Ce devenir politique de la fête culmine dans l’expérience de la Commune de Paris de 1871: "[Elle] fut d’abord une immense, une grandiose fête, une fête que le peuple de Paris […] s’offrit à lui-même et au monde. Fête du printemps dans la cité, fête des déshérités et des prolétaires, fête révolutionnaire et fête de la révolution, fête totale, la plus grande des temps modernes, elle se déroule dans la magnificence et dans la joie."(H. Lefebvre, La proclamation de la Commune, cité par P. Lidsky, Les écrivains contre la Commune, p. 187) L’assimilation du Temps des cerises au souvenir de la Commune, qui pris fin lors de la semaine sanglante du mois de mai 1871, chanson dont le thème de l’amour semble, de prime abord, bien éloigné de toute considération politique, se comprend parfaitement dans ce contexte; l'évocation silencieuse des souffrances qu'infligeront les forces bourgeoises de la répression aux Communards à partir de celles que peut infliger l'amour, à la période où renaît la vie et ses choeurs joyeux, au temps des cerises:
La révolution, parce qu'elle s'alimente, comme dit le texte, à une " une passion commune des hommes qui devient source d'action et non de passivité, une émotion qui renvoie non à la stupeur et à l'isolement mais à une communauté qui agit pour transformer ce qui est", est l'anti spectacle par excellence. En ce sens, on ne peut qu'acquiescer au titre de la chanson de Gil Scott-Heron, précurseur du rap aux débuts des années 1970, The revolution will not be televised (voir ci-dessus) Elle ne le sera pas car elle sera une fête qui n'aura plus de spectateurs pour être regardée ni de techniciens pour être retransmise. Comme l'énonçait la brochure situationniste de 1966, De la misère en milieu étudiant, inspirée de critiques de la société du spectacle comme Guy Debord,"les révolutions prolétariennes seront des fêtes ou ne seront pas, car la vie qu’elles annoncent sera elle-même créée sous le signe de la fête." A l'inverse de la formule de la société du spectacle, quand tout le monde est là pour participer il n'y a plus grand monde pour regarder le spectacle et plus personne pour le mettre en scène.

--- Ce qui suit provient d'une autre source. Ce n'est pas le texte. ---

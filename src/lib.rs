//! # llm-conduit
//!
//! A middleware pipeline for calling hosted language models, with the resilience,
//! caching, accounting and tool-use layers that production callers end up needing.
//!
//! ## Overview
//!
//! Every request goes through a [`Pipeline`]: an ordered list of [`Middleware`] in
//! front of a [`ChatBackend`]. Middlewares see the prompt before the call and the
//! response after it, may answer on the backend's behalf (short-circuit), and are told
//! about every failed attempt.
//!
//! ## Key Features
//!
//! - **Middleware Pipeline**: before/after/error hooks with short-circuit
//! - **Circuit Breaker**: stop calling a target after repeated failures
//! - **Rate Limiting**: sliding-window admission that waits instead of failing
//! - **Semantic Cache**: answer near-duplicate prompts from an embedding index
//! - **Cost Tracking**: token and dollar totals from a pattern-matched pricing table
//! - **Routing**: fallback chains and round-robin load balancing across targets
//! - **Tool Servers**: connect external tool servers and route calls by tool name
//! - **Agent Loop**: multi-step tool-calling runs with a step limit
//! - **Structured Output**: JSON-schema constrained responses decoded into your types
//! - **Streaming**: token-by-token text over server-sent events
//! - **Retry Logic**: exponential backoff with jitter
//!
//! ## Quick Start
//!
//! ```rust,no_run
//! use llm_conduit::{CircuitBreaker, CostTracker, Pipeline, RateLimiter};
//! use llm_conduit::config::backend_for;
//! use std::sync::Arc;
//!
//! #[tokio::main]
//! async fn main() -> Result<(), Box<dyn std::error::Error>> {
//!     let costs = Arc::new(CostTracker::new());
//!
//!     let pipeline = Pipeline::builder()
//!         .backend(backend_for("gpt-4o")?)
//!         .middleware(Arc::new(RateLimiter::per_minute(60)))
//!         .middleware(Arc::new(CircuitBreaker::default()))
//!         .middleware(costs.clone())
//!         .build()?;
//!
//!     let response = pipeline.generate("gpt-4o", "What's the capital of France?").await?;
//!     println!("{}", response.text);
//!     println!("spent ${:.4}", costs.totals().cost_usd);
//!     Ok(())
//! }
//! ```
//!
//! ## Architecture
//!
//! - **pipeline**: request execution, retries, structured output and streaming
//! - **middleware**: the hook trait and its ordered chain
//! - **circuit_breaker**, **rate_limiter**, **semantic_cache**, **usage**: built-in middlewares
//! - **routing**: fallback chains and load balancing over a pipeline
//! - **backend**: the backend seam, split into a wire-format provider and a transport
//! - **openai**, **http**: the chat-completions provider and the `reqwest` transport
//! - **tool_server**, **process**: tool-server lifecycle and stdio subprocess plumbing
//! - **agent**: the multi-step tool-calling loop
//! - **tools**, **types**: local tool definitions and the core message types
//! - **config**: provider selection by target name and environment lookup
//! - **retry**: exponential backoff with jitter

// ============================================================================
// MODULE DECLARATIONS
// ============================================================================

/// Multi-step tool-calling agent bound to one model.
mod agent;

/// Backend seam: `ChatBackend`, plus the `Provider`/`Transport` split behind it.
mod backend;

/// Circuit breaker middleware.
mod circuit_breaker;

/// Error types and the crate-wide `Result<T>` alias.
mod error;

/// `reqwest`-based transport with server-sent-event streaming.
mod http;

/// Middleware trait and chain.
mod middleware;

/// OpenAI-compatible chat-completions provider and wire types.
mod openai;

/// The request pipeline and per-target handles.
mod pipeline;

/// Sliding-window rate limiter middleware.
mod rate_limiter;

/// Fallback chains and load balancing.
mod routing;

/// Embedding-based response cache middleware.
mod semantic_cache;

/// Local tool definitions and registry.
mod tools;

/// Core message, prompt and response types.
mod types;

/// Pricing tables and the cost tracker middleware.
mod usage;

// ============================================================================
// PUBLIC MODULES
// ============================================================================

/// Provider selection and environment configuration.
pub mod config;

/// Subprocess channels and the stdio connector for tool servers.
pub mod process;

/// Retry utilities with exponential backoff and jitter.
/// Public so callers can reuse the retry policy for their own operations.
pub mod retry;

/// Tool-server sessions, connectors and the manager that routes calls between them.
pub mod tool_server;

// ============================================================================
// PUBLIC EXPORTS
// ============================================================================

// --- Pipeline ---

pub use pipeline::{ModelHandle, Pipeline, PipelineBuilder};

// --- Middleware ---

pub use middleware::{BeforeRequest, CallContext, Middleware, MiddlewareChain};

pub use circuit_breaker::{CircuitBreaker, CircuitState};

pub use rate_limiter::RateLimiter;

pub use semantic_cache::{
    EmbeddingProvider, InMemoryVectorStore, SemanticCache, VectorStore, cosine_similarity,
};

pub use usage::{CostTracker, ModelPricing, PricingEntry, PricingTable, UsageTotals};

// --- Routing ---

pub use routing::{FallbackChain, LoadBalancer};

// --- Backends ---

pub use backend::{
    ChatBackend, ChatRequest, PreparedRequest, Provider, ProviderBackend, RawStream,
    TextStream, Transport,
};

pub use http::HttpTransport;

pub use openai::OpenAiProvider;

// --- Tools and Agents ---

pub use agent::{Agent, AgentBuilder, MAX_STEPS_REACHED, RunOutcome};

pub use tool_server::{Connector, ToolServerConfig, ToolServerManager, ToolServerSession};

pub use process::{ProcessChannel, StdioConnector};

pub use tools::{Tool, ToolBuilder, ToolRegistry, ToolSpec, tool};

// --- Configuration ---

pub use config::ProviderKind;

pub use retry::RetryConfig;

// --- Error Handling ---

pub use error::{Error, Result};

// --- Core Types ---

pub use types::{Message, MessageRole, ModelResponse, Prompt, StreamChunk, ToolCall, Usage};

// ============================================================================
// CONVENIENCE PRELUDE
// ============================================================================

/// Convenience module containing the most commonly used types and functions.
/// Import with `use llm_conduit::prelude::*;`.
pub mod prelude {
    pub use crate::{
        Agent, BeforeRequest, CallContext, ChatBackend, CircuitBreaker, CostTracker, Error,
        Message, Middleware, ModelResponse, Pipeline, Prompt, RateLimiter, Result, RunOutcome,
        SemanticCache, Tool, ToolServerManager, tool,
    };
}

Cependant, le mythe du Grand Soir, qui a fait miroiter à des générations de révolutionnaires une transformation radicale et soudaine de la société, a fait long feu. En rester à cette perspective risque de condamner au pessimisme et au sentiment d'impuissance. La manière dont le mouvement réel des choses tisse sa toile et se développe aujourd'hui partout dans le monde pour faire revivre "une vraie société", demande, pour en évaluer le potentiel de transformation, une perspective qui s'inscrit dans la durée. C'est à cette conclusion qu'en viennent de Sousa et Garavito à partir de l'étude empirique d'éléments de ce mouvement:"Le pessimisme s'empare aisément des esprits impatients, et l'absence d'une rupture radicale avec le statut quo provoque le scepticisme face à toute alternative graduelle ou locale [...] Les alternatives dont nous disposons impliquent des transformations progressives, qui créent des espaces de solidarité au sein ou à la lisière du système capitaliste." (de Sousa Santos et Garavito dans Socioéconomie et démocratie, l'actualité de Polanyi, p. 144) Il nous reste à explorer ces alternatives, pour finir sur une note d'espoir, conforme à l'esprit de la fin du texte, en appelant à la rescousse le concept de "develop man" tiré de l'anthropologie de Marshall Sahlins; les fêtes restent, envers et contre tout, de par le monde, plus vivantes que jamais. La crise de socialisation que génère l'ordre établi a bien, à un certain niveau, un contenu positif:"S'il y a crise, c'est que les gens ne se soumettent pas passivement à l'organisation existante de la société, mais réagissent et luttent contre elle de nombreuses manières. Et tout aussi important, cette réaction, cette lutte des gens, contiennent des germes du nouveau. elles produisent nécessairement de nouvelles formes de vie et de relations sociales." (Castoriadis, La crise de la société moderne, pp. 14-15) (à suivre...)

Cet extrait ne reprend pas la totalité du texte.